Binge looks at the psychological implications of such an invasive operation. Through sharp writing and an approachable understanding of what drives the characters, Thomas Ward's humorous new play provides an intuitive glimpse into Doug's overweight world. With a subtle reminder that people aren't inherently good, Binge feels like a less angry Neil LaBute play. Self-gratification is key and the easiest way to get there drives the characters.
All four actors do an excellent job making their flawed personas endearing. Doug's obesity is self-inflicted, what with 4 McDonalds hamburgers and a big order of french fries comprising his regular lunch, yet the audience wants him to get the surgery and feel better about himself. Doug's best friend Chris (David Lee Nelson) is a misogynistic slacker, but he's there for Doug in a pinch. The woman of Doug's affection, his pizza delivery girl Beth (Therese Barbato) is pushy and maybe bi-polar, but we hope her flirtations with Doug are genuine and not just because she knows he will lose weight soon. Similary, Doug's doctor (John G. Preston) doesn't actually care about Doug's psychological well-being, but bedside manner isn't really important with vain procedures such as this.

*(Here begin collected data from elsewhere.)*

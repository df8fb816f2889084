//! Host discovery, detail retrieval, and response actions.

use falcon_api::FalconClient;
use falcon_types::{CallArgs, DispatchError, Params, ResultEnvelope};
use serde_json::Value;

use crate::dispatch::dispatch;

/// Operations on the hosts in your environment.
#[derive(Debug, Clone)]
pub struct Hosts {
    client: FalconClient,
}

impl Hosts {
    /// Creates the façade over a configured client.
    pub fn new(client: FalconClient) -> Self {
        Self { client }
    }

    /// Take various actions on the hosts in your environment, such as
    /// containing or lifting containment.
    ///
    /// # Errors
    /// Fails before any network use when `action_name` or the body is
    /// missing; every reachable outcome arrives inside the envelope.
    pub async fn perform_action(
        &self,
        parameters: Option<Params>,
        body: Value,
    ) -> Result<ResultEnvelope, DispatchError> {
        dispatch(
            &self.client,
            "PerformActionV2",
            CallArgs::parameters(parameters).with_json(body),
        )
        .await
    }

    /// Get details on one or more hosts by providing agent IDs.
    pub async fn get_device_details(
        &self,
        parameters: Option<Params>,
    ) -> Result<ResultEnvelope, DispatchError> {
        dispatch(
            &self.client,
            "GetDeviceDetails",
            CallArgs::parameters(parameters),
        )
        .await
    }

    /// Search for hosts with continuous pagination; the returned offset
    /// token feeds the next page.
    pub async fn query_devices_by_filter_scroll(
        &self,
        parameters: Option<Params>,
    ) -> Result<ResultEnvelope, DispatchError> {
        dispatch(
            &self.client,
            "QueryDevicesByFilterScroll",
            CallArgs::parameters(parameters),
        )
        .await
    }

    /// Search for hosts by platform, hostname, IP, and other criteria.
    pub async fn query_devices_by_filter(
        &self,
        parameters: Option<Params>,
    ) -> Result<ResultEnvelope, DispatchError> {
        dispatch(
            &self.client,
            "QueryDevicesByFilter",
            CallArgs::parameters(parameters),
        )
        .await
    }
}
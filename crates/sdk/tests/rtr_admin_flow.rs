//! Integration tests for the Real Time Response administrator façade.

use falcon_sdk::{Credentials, FalconClient, Params, RealTimeResponseAdmin, TransportConfig};
use serde_json::json;
use wiremock::matchers::{body_json, body_string, header, method, path, query_param};
use wiremock::{Mock, MockServer, ResponseTemplate};

/// Helper: creates a client pointed at the given wiremock server.
fn mock_client(server: &MockServer) -> FalconClient {
    let credentials = Credentials::new("mock-token", &server.uri());
    FalconClient::new(credentials, TransportConfig::default()).expect("build client")
}

fn params(value: serde_json::Value) -> Option<Params> {
    Some(value.as_object().expect("params literal").clone())
}

#[tokio::test]
async fn batch_command_combines_timeout_query_with_body() {
    let server = MockServer::start().await;
    let rtr = RealTimeResponseAdmin::new(mock_client(&server));

    let command = json!({
        "batch_id": "batch-1",
        "base_command": "reg query",
        "command_string": "reg query HKLM\\Software"
    });
    Mock::given(method("POST"))
        .and(path("/real-time-response/combined/batch-admin-command/v1"))
        .and(query_param("timeout", "30"))
        .and(query_param("timeout_duration", "30s"))
        .and(body_json(command.clone()))
        .respond_with(ResponseTemplate::new(201).set_body_json(json!({
            "combined": {"resources": {"aid-1": {"complete": false}}}
        })))
        .mount(&server)
        .await;

    let envelope = rtr
        .batch_admin_command(
            params(json!({"timeout": 30, "timeout_duration": "30s"})),
            command,
        )
        .await
        .expect("dispatch");

    assert_eq!(envelope.status_code, 201);
    assert_eq!(
        envelope.body["combined"]["resources"]["aid-1"]["complete"],
        json!(false)
    );
}

#[tokio::test]
async fn command_status_requires_the_full_cursor() {
    let server = MockServer::start().await;
    let rtr = RealTimeResponseAdmin::new(mock_client(&server));

    let err = rtr
        .check_admin_command_status(params(json!({"cloud_request_id": "req-1"})))
        .await
        .unwrap_err();

    assert_eq!(
        err.to_string(),
        "missing required query parameter: sequence_id"
    );
    let received = server.received_requests().await.expect("recording on");
    assert!(received.is_empty(), "no request should have been sent");
}

#[tokio::test]
async fn script_upload_round_trips_as_bytes() {
    let server = MockServer::start().await;
    let rtr = RealTimeResponseAdmin::new(mock_client(&server));

    let script = "#!/bin/sh\nps aux | head -5\n";
    Mock::given(method("POST"))
        .and(path("/real-time-response/entities/scripts/v1"))
        .and(header("content-type", "application/octet-stream"))
        .and(body_string(script))
        .respond_with(ResponseTemplate::new(200).set_body_json(json!({
            "meta": {"writes": {"resources_affected": 1}}
        })))
        .mount(&server)
        .await;

    let envelope = rtr
        .create_scripts(script.as_bytes().to_vec())
        .await
        .expect("dispatch");

    assert_eq!(envelope.status_code, 200);
    assert_eq!(
        envelope.body["meta"]["writes"]["resources_affected"],
        json!(1)
    );
}

#[tokio::test]
async fn single_file_delete_sends_a_scalar_id() {
    let server = MockServer::start().await;
    let rtr = RealTimeResponseAdmin::new(mock_client(&server));

    Mock::given(method("DELETE"))
        .and(path("/real-time-response/entities/put-files/v1"))
        .and(query_param("ids", "pf-1"))
        .respond_with(ResponseTemplate::new(200).set_body_json(json!({
            "meta": {"writes": {"resources_affected": 1}}
        })))
        .mount(&server)
        .await;

    let envelope = rtr
        .delete_put_files(params(json!({"ids": "pf-1"})))
        .await
        .expect("dispatch");

    assert_eq!(envelope.status_code, 200);
}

Adam Knight's smart direction keeps the energy rolling through this 80 minute, intermission-less piece. The set design by Jonathan Wentz makes amazing use of the small playing space; Binge is visually purposeful, creative and professional looking. Overall, this production employs a great design aesthetic - really very impressive.
Unfortunately, as I write this review, this show prepares to close. With just a two week off-off-Broadway run, the show got its feet wet but probably didn't achieve it's ultimate goal in terms of scale. I hope it gets another chance at a fully-mounted production, with a bigger space and better marketing, because it's a really entertaining script, perfectly suited for savvy New York audiences with good senses of humor.
(Binge plays at The Drilling Company Theatre, 236 West 78th Street, through August 8, 2010. Tickets are $18. For more info visit slanttheatreproject.org.)